**EXERCISE BRIEF**
The required answer is every line of the data containing the word "offset".

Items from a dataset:
---

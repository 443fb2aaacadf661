use flagsync::delta::{DeltaCache, DeltaConfig, DeltaEvent, EventId, HydrationEvent};
use flagsync::domain::{ClientFeature, ClientSegment, Strategy};

fn feature(name: &str) -> ClientFeature {
    ClientFeature::new(name, "web")
}

fn ids(events: &[DeltaEvent]) -> Vec<EventId> {
    events.iter().map(DeltaEvent::event_id).collect()
}

fn names(hydration: &HydrationEvent) -> Vec<String> {
    hydration.features.iter().map(|f| f.name.clone()).collect()
}

#[test]
fn single_update_is_appended_after_seed() {
    let cache = DeltaCache::new(
        HydrationEvent::new(5, vec![feature("f1")], vec![]),
        &DeltaConfig::with_max_length(20),
    );

    cache.add_events(&[DeltaEvent::feature_updated(6, feature("f2"))]);

    assert_eq!(ids(&cache.get_events()), vec![5, 6]);
    let hydration = cache.get_hydration_event();
    assert_eq!(hydration.event_id, 6);
    assert_eq!(names(&hydration), vec!["f1", "f2"]);
    assert!(hydration.segments.is_empty());
}

#[test]
fn small_buffer_keeps_only_newest_events() {
    let cache = DeltaCache::new(
        HydrationEvent::new(0, vec![feature("seed")], vec![]),
        &DeltaConfig::with_max_length(2),
    );

    for id in 1..=5 {
        cache.add_events(&[DeltaEvent::feature_updated(id, feature(&format!("f{id}")))]);
    }

    assert_eq!(ids(&cache.get_events()), vec![4, 5]);
    assert!(cache.is_missing_revision(3));
    assert!(!cache.is_missing_revision(5));
}

#[test]
fn update_then_remove_leaves_no_feature() {
    let cache = DeltaCache::new(HydrationEvent::empty(0), &DeltaConfig::default());

    cache.add_events(&[DeltaEvent::feature_updated(1, feature("a"))]);
    cache.add_events(&[DeltaEvent::feature_removed(2, "a", "web")]);

    assert!(!names(&cache.get_hydration_event()).contains(&"a".to_string()));
}

#[test]
fn buffer_never_exceeds_bound() {
    let cache = DeltaCache::new(
        HydrationEvent::new(0, vec![feature("seed")], vec![]),
        &DeltaConfig::with_max_length(4),
    );

    let mut next_id = 1;
    for batch_size in [1usize, 3, 7, 2, 9] {
        let batch: Vec<DeltaEvent> = (0..batch_size)
            .map(|offset| {
                DeltaEvent::feature_updated(next_id + offset as EventId, feature("hot"))
            })
            .collect();
        next_id += batch_size as EventId;
        cache.add_events(&batch);

        assert!(cache.get_events().len() <= 4);
        assert_eq!(cache.revision(), next_id - 1);
    }
}

#[test]
fn watermark_follows_last_event_even_without_change() {
    let cache = DeltaCache::new(HydrationEvent::empty(10), &DeltaConfig::default());

    cache.add_events(&[DeltaEvent::feature_removed(11, "missing", "web")]);
    assert_eq!(cache.revision(), 11);

    cache.add_events(&[DeltaEvent::segment_removed(12, 99)]);
    assert_eq!(cache.revision(), 12);
    assert!(cache.get_hydration_event().features.is_empty());
}

#[test]
fn repeated_updates_converge_to_last_payload() {
    let cache = DeltaCache::new(HydrationEvent::empty(0), &DeltaConfig::default());

    cache.add_events(&[
        DeltaEvent::feature_updated(1, feature("x").with_enabled(true)),
        DeltaEvent::feature_updated(2, feature("x").with_enabled(false)),
    ]);

    let hydration = cache.get_hydration_event();
    assert_eq!(hydration.features.len(), 1);
    assert!(!hydration.features[0].enabled);
}

#[test]
fn segments_upsert_by_id_and_sort_by_name() {
    let cache = DeltaCache::new(HydrationEvent::empty(0), &DeltaConfig::default());

    cache.add_events(&[
        DeltaEvent::segment_updated(1, ClientSegment::new(2, "zeta")),
        DeltaEvent::segment_updated(2, ClientSegment::new(1, "alpha")),
        DeltaEvent::segment_updated(3, ClientSegment::new(2, "beta")),
    ]);

    let segments: Vec<(i64, String)> = cache
        .get_hydration_event()
        .segments
        .into_iter()
        .map(|s| (s.id, s.name))
        .collect();
    assert_eq!(
        segments,
        vec![(1, "alpha".to_string()), (2, "beta".to_string())]
    );
}

#[test]
fn missing_revision_matches_retained_ids() {
    let cache = DeltaCache::new(
        HydrationEvent::new(1, vec![feature("seed")], vec![]),
        &DeltaConfig::with_max_length(3),
    );
    cache.add_events(&[
        DeltaEvent::feature_updated(3, feature("a")),
        DeltaEvent::feature_updated(6, feature("b")),
    ]);

    for id in 0..8 {
        let retained = [1, 3, 6].contains(&id);
        assert_eq!(cache.is_missing_revision(id), !retained, "id {id}");
    }
}

#[test]
fn equal_snapshots_serialize_identically() {
    let alpha = feature("alpha").with_strategy(
        Strategy::new("flexibleRollout")
            .with_parameter("zeta", "1")
            .with_parameter("alpha", "2"),
    );
    let segment = ClientSegment::new(1, "beta");

    let direct = HydrationEvent::new(
        3,
        vec![feature("beta"), alpha.clone()],
        vec![segment.clone()],
    );

    let cache = DeltaCache::new(HydrationEvent::empty(0), &DeltaConfig::default());
    cache.add_events(&[
        DeltaEvent::feature_updated(1, alpha),
        DeltaEvent::segment_updated(2, segment),
        DeltaEvent::feature_updated(3, feature("beta")),
    ]);
    let folded = cache.get_hydration_event();

    let direct_json = serde_json::to_string(&direct).expect("serialize direct");
    let folded_json = serde_json::to_string(&folded).expect("serialize folded");
    assert_eq!(direct_json, folded_json);
    assert_eq!(direct.fingerprint(), folded.fingerprint());

    insta::assert_snapshot!(folded_json, @r#"{"type":"hydration","eventId":3,"features":[{"name":"alpha","type":"release","project":"web","enabled":true,"stale":false,"impressionData":false,"strategies":[{"name":"flexibleRollout","parameters":{"alpha":"2","zeta":"1"},"constraints":[]}],"variants":[]},{"name":"beta","type":"release","project":"web","enabled":true,"stale":false,"impressionData":false,"strategies":[],"variants":[]}],"segments":[{"id":1,"name":"beta","constraints":[]}]}"#);
}

#[test]
fn events_round_trip_through_wire_format() {
    let raw = r#"[
        {"type":"feature-updated","eventId":1,"feature":{"name":"a","project":"web","enabled":true}},
        {"type":"feature-removed","eventId":2,"featureName":"a","project":"web"},
        {"type":"segment-updated","eventId":3,"segment":{"id":4,"name":"beta","constraints":[]}},
        {"type":"segment-removed","eventId":4,"segmentId":4}
    ]"#;
    let events: Vec<DeltaEvent> = serde_json::from_str(raw).expect("parse events");

    let kinds: Vec<&str> = events.iter().map(DeltaEvent::kind).collect();
    assert_eq!(
        kinds,
        vec![
            "feature-updated",
            "feature-removed",
            "segment-updated",
            "segment-removed"
        ]
    );

    let cache = DeltaCache::new(HydrationEvent::empty(0), &DeltaConfig::default());
    cache.add_events(&events);
    let hydration = cache.get_hydration_event();
    assert_eq!(hydration.event_id, 4);
    assert!(hydration.features.is_empty());
    assert!(hydration.segments.is_empty());
}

---

**ANSWER SPACE**
            .map(|offset| {
                DeltaEvent::feature_updated(next_id + offset as EventId, feature("hot"))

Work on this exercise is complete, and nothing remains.